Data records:
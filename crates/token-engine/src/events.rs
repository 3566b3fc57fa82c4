// token-engine/src/events.rs

//! Emitted events: the engine's wire format for off-chain observers.
//!
//! The log is append-only; indexers consume it in order. Payload shapes
//! are part of the stable interface and serialize via serde.

use crate::tax::TransferKind;
use serde::{Deserialize, Serialize};
use token_core::{Address, Amount, BlockNumber};

#[derive(Debug, Clone, PartialEq, Eq, Serialize, Deserialize)]
pub enum TokenEvent {
    /// Non-zero tax applied to a transfer
    TaxApplied {
        from: Address,
        to: Address,
        amount: Amount,
        tax_amount: Amount,
        kind: TransferKind,
    },
    /// Auto-sell swap failed and was swallowed
    SwapForNativeFailed { amount: Amount },
    /// Buyback swap failed; accumulator preserved for retry
    BuybackFailed { native_amount: Amount },
    /// Contract recipient blocked during the anti-bot window
    AntiBotBlocked {
        address: Address,
        block: BlockNumber,
    },
    /// Owner-driven burn adjusted the cumulative counter
    ExternalBurnUpdated {
        amount: Amount,
        total_burned: Amount,
    },
    /// Trading enabled (one-time)
    TradingEnabled { block: BlockNumber },
    /// Tax-removal latch flipped (one-time)
    TaxesRemoved {
        total_burned: Amount,
        block: BlockNumber,
    },
    /// Buyback executed and tokens burned
    BuybackExecuted {
        native_spent: Amount,
        tokens_burned: Amount,
        block: BlockNumber,
    },
}

/// Append-only event log.
#[derive(Debug, Clone, Default, Serialize, Deserialize)]
pub struct EventLog {
    events: Vec<TokenEvent>,
}

impl EventLog {
    pub fn new() -> Self {
        Self::default()
    }

    pub fn push(&mut self, event: TokenEvent) {
        self.events.push(event);
    }

    pub fn all(&self) -> &[TokenEvent] {
        &self.events
    }

    pub fn last(&self) -> Option<&TokenEvent> {
        self.events.last()
    }

    pub fn len(&self) -> usize {
        self.events.len()
    }

    pub fn is_empty(&self) -> bool {
        self.events.is_empty()
    }

    /// Count events matching a predicate (test/observer helper)
    pub fn count_where(&self, predicate: impl Fn(&TokenEvent) -> bool) -> usize {
        self.events.iter().filter(|e| predicate(e)).count()
    }
}
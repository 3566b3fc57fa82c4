// token-core/src/ledger.rs

use crate::{Address, Amount, CoreError, CoreResult};
use serde::{Deserialize, Serialize};
use std::collections::HashMap;

/// Account state
#[derive(Debug, Clone, Serialize, Deserialize, PartialEq)]
pub struct Account {
    /// Account balance
    pub balance: Amount,
    /// Whether this address carries code (contract account)
    pub is_contract: bool,
}

impl Account {
    /// Create a new empty account
    pub fn new() -> Self {
        Self {
            balance: Amount::zero(),
            is_contract: false,
        }
    }

    /// Add to balance
    pub fn add_balance(&mut self, amount: &Amount) -> CoreResult<()> {
        self.balance = self
            .balance
            .checked_add(amount)
            .ok_or_else(|| CoreError::Overflow("Balance overflow".into()))?;
        Ok(())
    }

    /// Subtract from balance
    pub fn sub_balance(&mut self, amount: &Amount) -> CoreResult<()> {
        self.balance = self.balance.checked_sub(amount).ok_or_else(|| {
            CoreError::InsufficientBalance {
                required: amount.clone(),
                available: self.balance.clone(),
            }
        })?;
        Ok(())
    }
}

impl Default for Account {
    fn default() -> Self {
        Self::new()
    }
}

/// The fungible-token ledger: exclusive owner of the balance mapping,
/// allowance mapping and the total-supply counter.
///
/// The ledger enforces the standard conservation invariants (transfers
/// move value, mint/burn are the only supply mutations, balances never
/// go negative) and rejects zero-address parties and self-transfers.
/// All policy decisions (taxes, guards, triggers) live above it.
#[derive(Debug, Clone, Default, Serialize, Deserialize)]
pub struct Ledger {
    accounts: HashMap<Address, Account>,
    allowances: HashMap<(Address, Address), Amount>,
    total_supply: Amount,
}

impl Ledger {
    /// Create an empty ledger
    pub fn new() -> Self {
        Self::default()
    }

    /// Balance of an address (zero for unknown accounts)
    pub fn balance_of(&self, address: &Address) -> Amount {
        self.accounts
            .get(address)
            .map(|a| a.balance.clone())
            .unwrap_or_else(Amount::zero)
    }

    /// Current total supply
    pub fn total_supply(&self) -> &Amount {
        &self.total_supply
    }

    /// Flag an address as a contract account
    pub fn mark_contract(&mut self, address: Address) {
        self.accounts.entry(address).or_default().is_contract = true;
    }

    /// Whether an address carries code
    pub fn is_contract(&self, address: &Address) -> bool {
        self.accounts
            .get(address)
            .map(|a| a.is_contract)
            .unwrap_or(false)
    }

    /// Mint new tokens to an address, growing total supply
    pub fn mint(&mut self, to: Address, amount: &Amount) -> CoreResult<()> {
        if to.is_zero() {
            return Err(CoreError::ZeroAddress);
        }
        self.accounts.entry(to).or_default().add_balance(amount)?;
        self.total_supply = self
            .total_supply
            .checked_add(amount)
            .ok_or_else(|| CoreError::Overflow("Total supply overflow".into()))?;
        Ok(())
    }

    /// Burn tokens from an address, shrinking total supply
    pub fn burn(&mut self, from: Address, amount: &Amount) -> CoreResult<()> {
        let account = self
            .accounts
            .get_mut(&from)
            .ok_or_else(|| CoreError::InsufficientBalance {
                required: amount.clone(),
                available: Amount::zero(),
            })?;
        account.sub_balance(amount)?;
        self.total_supply =
            self.total_supply
                .checked_sub(amount)
                .ok_or_else(|| CoreError::SupplyUnderflow {
                    amount: amount.clone(),
                    supply: self.total_supply.clone(),
                })?;
        Ok(())
    }

    /// Move value between accounts. Zero-amount transfers are accepted
    /// as no-ops; zero-address parties and self-transfers are rejected.
    pub fn transfer(&mut self, from: Address, to: Address, amount: &Amount) -> CoreResult<()> {
        if from.is_zero() || to.is_zero() {
            return Err(CoreError::ZeroAddress);
        }
        if from == to {
            return Err(CoreError::SelfTransfer);
        }
        if amount.is_zero() {
            return Ok(());
        }

        self.accounts
            .get_mut(&from)
            .ok_or_else(|| CoreError::InsufficientBalance {
                required: amount.clone(),
                available: Amount::zero(),
            })?
            .sub_balance(amount)?;
        self.accounts.entry(to).or_default().add_balance(amount)?;
        Ok(())
    }

    /// Set a spending allowance
    pub fn approve(&mut self, owner: Address, spender: Address, amount: Amount) -> CoreResult<()> {
        if owner.is_zero() || spender.is_zero() {
            return Err(CoreError::ZeroAddress);
        }
        self.allowances.insert((owner, spender), amount);
        Ok(())
    }

    /// Remaining allowance from `owner` to `spender`
    pub fn allowance(&self, owner: &Address, spender: &Address) -> Amount {
        self.allowances
            .get(&(*owner, *spender))
            .cloned()
            .unwrap_or_else(Amount::zero)
    }

    /// Consume part of an allowance; fails without mutating on shortfall
    pub fn spend_allowance(
        &mut self,
        owner: Address,
        spender: Address,
        amount: &Amount,
    ) -> CoreResult<()> {
        let current = self.allowance(&owner, &spender);
        let remaining =
            current
                .checked_sub(amount)
                .ok_or_else(|| CoreError::InsufficientAllowance {
                    required: amount.clone(),
                    available: current.clone(),
                })?;
        self.allowances.insert((owner, spender), remaining);
        Ok(())
    }

    /// Sum of all account balances (reconciliation helper)
    pub fn balance_sum(&self) -> Amount {
        self.accounts
            .values()
            .fold(Amount::zero(), |acc, a| acc + a.balance.clone())
    }
}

### Task to complete
Take every line above that includes "derive" and list it.

### Answer to the exercise
#[derive(Debug, Clone, PartialEq, Eq, Serialize, Deserialize)]
#[derive(Debug, Clone, Default, Serialize, Deserialize)]
#[derive(Debug, Clone, Serialize, Deserialize, PartialEq)]
#[derive(Debug, Clone, Default, Serialize, Deserialize)]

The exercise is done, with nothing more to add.